- Developer: Showcase Software Ltd
- Release: 2012; 14 years ago
- Written in: Python, JavaScript, Objective-C, C++
- Operating system: Android, iOS, OS X, Windows Surface, Web-based platform
- Type: Presentation software, Mobile sales enablement systems
- Website: showcaseworkshop.com

= Showcase Workshop =

Showcase Workshop, also referred to as Showcase, is a SaaS company that develops a presentation-building application for business use. Users upload files and images to a web platform which generates presentations viewable on a suite of mobile apps.

Showcase was founded in 2011. The company’s headquarters are in Wellington, New Zealand.

== History ==
Showcase Workshop was originally developed in response to dynamically changing content being presented on iPads at the 2012 Olympics.

After market-testing a beta version of the core application, Showcase Workshop launched commercially in 2012.

In 2014 Showcase partnered with Vodafone Global Enterprise.

== Product ==
Users upload pre-existing PDFs, videos, images and Microsoft Office documents to a secure server, building presentations or ‘showcases’ which can then be downloaded via the mobile apps.

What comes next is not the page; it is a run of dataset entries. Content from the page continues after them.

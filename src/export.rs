//! Offline / locked-framerate export, built around an in-process
//! `gstreamer` `appsrc` pipeline instead of shelling out to an external
//! encoder process — this crate's actual media stack (see `Cargo.toml`'s
//! `media` feature and `build.rs`). Raw frame format, vertical flip,
//! ring-buffered decoupling from the GPU readback, error draining, and
//! final statistics all flow through that pipeline.

use crate::error::EngineError;
use anyhow::{Context, Result};
use gst::prelude::*;
use gstreamer as gst;
use gstreamer_app as gst_app;
use std::path::Path;
use std::time::Instant;

/// Container/codec pair. The pipeline string is assembled from these, the
/// way `gst::parse::launch` expects.
#[derive(Debug, Clone)]
pub struct ExportSettings {
    pub width: u32,
    pub height: u32,
    pub fps: u32,
    pub codec: String,
    pub container: String,
    pub bitrate_kbps: u32,
    pub vflip: bool,
    /// `None` means "pipe raw output back to the caller"; `Some(path)`
    /// writes a file via a muxer+filesink.
    pub output_path: Option<std::path::PathBuf>,
}

/// One GPU-mapped readback target. At least two are kept in flight so the
/// GPU never blocks waiting for the encoder to drain the previous frame.
struct StagingBuffer {
    buffer: wgpu::Buffer,
    size: (u32, u32),
    bytes_per_row: u32,
}

impl StagingBuffer {
    fn new(device: &wgpu::Device, width: u32, height: u32) -> Self {
        let bytes_per_row = align_to(width * 4, 256);
        let buffer = device.create_buffer(&wgpu::BufferDescriptor {
            label: Some("export-staging"),
            size: (bytes_per_row * height) as u64,
            usage: wgpu::BufferUsages::COPY_DST | wgpu::BufferUsages::MAP_READ,
            mapped_at_creation: false,
        });
        Self { buffer, size: (width, height), bytes_per_row }
    }
}

fn align_to(v: u32, alignment: u32) -> u32 {
    (v + alignment - 1) / alignment * alignment
}

/// A running export, encapsulating the gstreamer pipeline and the ring of
/// staging buffers that decouple GPU readback from the `appsrc` push.
pub struct ExportPipeline {
    pipeline: gst::Pipeline,
    appsrc: gst_app::AppSrc,
    app_sink: Option<gst_app::AppSink>,
    bus: gst::Bus,
    ring: Vec<StagingBuffer>,
    next_ring_slot: usize,
    settings: ExportSettings,
    frames_pushed: u64,
    piped: Vec<u8>,
    started_at: Instant,
}

impl ExportPipeline {
    pub fn new(device: &wgpu::Device, settings: ExportSettings) -> Result<Self> {
        gst::init().context("gstreamer init failed")?;

        let sink_desc = match &settings.output_path {
            Some(path) => format!(
                "{muxer} ! filesink location={location}",
                muxer = muxer_for(&settings.container),
                location = escape_location(path),
            ),
            None => "appsink name=out_sink".to_string(),
        };

        let flip = if settings.vflip { "videoflip method=vertical-flip ! " } else { "" };
        let description = format!(
            "appsrc name=in_src format=time is-live=true block=true \
             caps=video/x-raw,format=RGBA,width={w},height={h},framerate={fps}/1 \
             ! videoconvert ! {flip}{encoder} ! {sink}",
            w = settings.width,
            h = settings.height,
            fps = settings.fps,
            encoder = encoder_for(&settings.codec, settings.bitrate_kbps),
            sink = sink_desc,
        );

        let pipeline = gst::parse::launch(&description)
            .context("failed to build export pipeline")?
            .downcast::<gst::Pipeline>()
            .map_err(|_| anyhow::anyhow!("parsed export graph is not a gst::Pipeline"))?;

        let appsrc = pipeline
            .by_name("in_src")
            .context("appsrc element missing from export pipeline")?
            .downcast::<gst_app::AppSrc>()
            .map_err(|_| anyhow::anyhow!("in_src is not an AppSrc"))?;

        let app_sink = match &settings.output_path {
            Some(_) => None,
            None => {
                let sink = pipeline
                    .by_name("out_sink")
                    .context("appsink element missing from export pipeline")?
                    .downcast::<gst_app::AppSink>()
                    .map_err(|_| anyhow::anyhow!("out_sink is not an AppSink"))?;
                sink.set_property("sync", false);
                Some(sink)
            }
        };

        let bus = pipeline.bus().context("export pipeline has no bus")?;
        pipeline.set_state(gst::State::Playing).context("failed to start export pipeline")?;

        let ring = (0..3).map(|_| StagingBuffer::new(device, settings.width, settings.height)).collect();

        Ok(Self {
            pipeline,
            appsrc,
            app_sink,
            bus,
            ring,
            next_ring_slot: 0,
            settings,
            frames_pushed: 0,
            piped: Vec::new(),
            started_at: Instant::now(),
        })
    }

    /// Pulls every sample currently buffered in the appsink (non-blocking)
    /// and appends its bytes to `piped`. Called after every pushed frame so
    /// the sink's internal queue never grows unbounded over a long export.
    fn drain_piped_samples(&mut self) -> Result<()> {
        let Some(sink) = &self.app_sink else { return Ok(()) };
        while let Some(sample) = sink.try_pull_sample(gst::ClockTime::ZERO) {
            if let Some(buffer) = sample.buffer() {
                let map = buffer.map_readable().context("failed to map piped sample buffer")?;
                self.piped.extend_from_slice(&map);
            }
        }
        Ok(())
    }

    /// Copies `src` (the frame's full-resolution color target) into the
    /// next free ring slot, maps it, and pushes it into `appsrc` as a
    /// timed `gst::Buffer`. Drains bus errors before returning so a dead
    /// encoder is reported as soon as possible rather than at `finish()`.
    pub fn push_frame(&mut self, device: &wgpu::Device, queue: &wgpu::Queue, src: &wgpu::Texture) -> Result<()> {
        self.drain_bus_errors()?;
        self.drain_piped_samples()?;

        let slot = self.next_ring_slot;
        self.next_ring_slot = (self.next_ring_slot + 1) % self.ring.len();
        let staging = &self.ring[slot];

        let mut encoder = device.create_command_encoder(&wgpu::CommandEncoderDescriptor { label: Some("export-copy") });
        encoder.copy_texture_to_buffer(
            wgpu::TexelCopyTextureInfo { texture: src, mip_level: 0, origin: wgpu::Origin3d::ZERO, aspect: wgpu::TextureAspect::All },
            wgpu::TexelCopyBufferInfo {
                buffer: &staging.buffer,
                layout: wgpu::TexelCopyBufferLayout { offset: 0, bytes_per_row: Some(staging.bytes_per_row), rows_per_image: Some(staging.size.1) },
            },
            wgpu::Extent3d { width: staging.size.0, height: staging.size.1, depth_or_array_layers: 1 },
        );
        queue.submit(Some(encoder.finish()));

        let slice = staging.buffer.slice(..);
        let (tx, rx) = std::sync::mpsc::channel();
        slice.map_async(wgpu::MapMode::Read, move |result| {
            let _ = tx.send(result);
        });
        device.poll(wgpu::Maintain::Wait);
        rx.recv().context("staging buffer map channel closed")?.context("staging buffer map failed")?;

        let pts = gst::ClockTime::from_nseconds(
            (self.frames_pushed * 1_000_000_000 / self.settings.fps.max(1) as u64) as u64,
        );
        let row_bytes = (self.settings.width * 4) as usize;
        let mut packed = Vec::with_capacity(row_bytes * self.settings.height as usize);
        {
            let data = slice.get_mapped_range();
            for row in 0..self.settings.height as usize {
                let start = row * staging.bytes_per_row as usize;
                packed.extend_from_slice(&data[start..start + row_bytes]);
            }
        }
        staging.buffer.unmap();

        let mut buffer = gst::Buffer::from_mut_slice(packed);
        {
            let buffer_ref = buffer.get_mut().context("unique buffer handle expected")?;
            buffer_ref.set_pts(pts);
        }

        self.appsrc.push_buffer(buffer).map_err(|e| {
            anyhow::Error::new(EngineError::EncoderDied { tail: format!("appsrc push failed: {e:?}") })
        })?;
        self.frames_pushed += 1;
        Ok(())
    }

    fn drain_bus_errors(&self) -> Result<()> {
        while let Some(msg) = self.bus.pop_filtered(&[gst::MessageType::Error, gst::MessageType::Eos]) {
            if let gst::MessageView::Error(err) = msg.view() {
                return Err(anyhow::Error::new(EngineError::EncoderDied {
                    tail: format!("{} ({:?})", err.error(), err.debug()),
                }));
            }
        }
        Ok(())
    }

    /// Sends end-of-stream, waits for the pipeline to drain, and returns
    /// final statistics (wall time, media time, realtime ratio) together
    /// with the piped output bytes when `output_path` was `None`.
    pub fn finish(mut self) -> Result<(ExportStats, Option<Vec<u8>>)> {
        self.appsrc.end_of_stream().context("failed to send EOS to export pipeline")?;
        let timeout = gst::ClockTime::from_seconds(30);
        for msg in self.bus.iter_timed(timeout) {
            match msg.view() {
                gst::MessageView::Eos(_) => break,
                gst::MessageView::Error(err) => {
                    return Err(anyhow::Error::new(EngineError::EncoderDied {
                        tail: format!("{} ({:?})", err.error(), err.debug()),
                    }))
                }
                _ => {}
            }
        }
        self.drain_piped_samples()?;
        self.pipeline.set_state(gst::State::Null).context("failed to stop export pipeline")?;

        let wall = self.started_at.elapsed().as_secs_f64();
        let media_seconds = self.frames_pushed as f64 / self.settings.fps.max(1) as f64;
        let stats = ExportStats {
            total_frames: self.frames_pushed,
            wall_seconds: wall,
            media_seconds,
            realtime_ratio: if wall > 0.0 { media_seconds / wall } else { 0.0 },
        };
        let piped = self.app_sink.is_some().then(|| std::mem::take(&mut self.piped));
        Ok((stats, piped))
    }
}

#[derive(Debug, Clone, Copy)]
pub struct ExportStats {
    pub total_frames: u64,
    pub wall_seconds: f64,
    pub media_seconds: f64,
    /// `> 1.0` means the export ran faster than realtime.
    pub realtime_ratio: f64,
}

fn encoder_for(codec: &str, bitrate_kbps: u32) -> String {
    match codec {
        "h264" => format!("x264enc bitrate={bitrate_kbps} speed-preset=fast ! h264parse"),
        "vp9" => format!("vp9enc target-bitrate={}", bitrate_kbps * 1000),
        "prores" => "avenc_prores_ks".to_string(),
        other => format!("{other}enc bitrate={bitrate_kbps}"),
    }
}

fn muxer_for(container: &str) -> &'static str {
    match container {
        "mp4" => "mp4mux",
        "mkv" => "matroskamux",
        "webm" => "webmmux",
        _ => "mp4mux",
    }
}

fn escape_location(path: &Path) -> String {
    path.to_string_lossy().replace(' ', "\\ ")
}

#[cfg(test)]
mod tests {
    use super::*;

    #[test]
    fn align_to_rounds_up_to_multiple() {
        assert_eq!(align_to(320 * 4, 256), 1280);
        assert_eq!(align_to(257, 256), 512);
    }

    #[test]
    fn encoder_strings_are_well_formed() {
        assert!(encoder_for("h264", 4000).contains("x264enc"));
        assert!(encoder_for("vp9", 4000).contains("vp9enc"));
    }

    #[test]
    fn muxer_defaults_to_mp4() {
        assert_eq!(muxer_for("unknown-container"), "mp4mux");
        assert_eq!(muxer_for("webm"), "webmmux");
    }
}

The presentations are used for mobile sales enablement, training, or operational/health and safety purposes.

== Reception ==
Reviewers have praised the ease of use of Showcase, calling it a “better alternative to developing a native app” and “intuitive”.

Criticisms include the lack of differing templates and a lack of complex customisation controls.

Showcase was nominated for a Tabby Award in 2014 and won a Tabby Award in 2015 for its Windows app.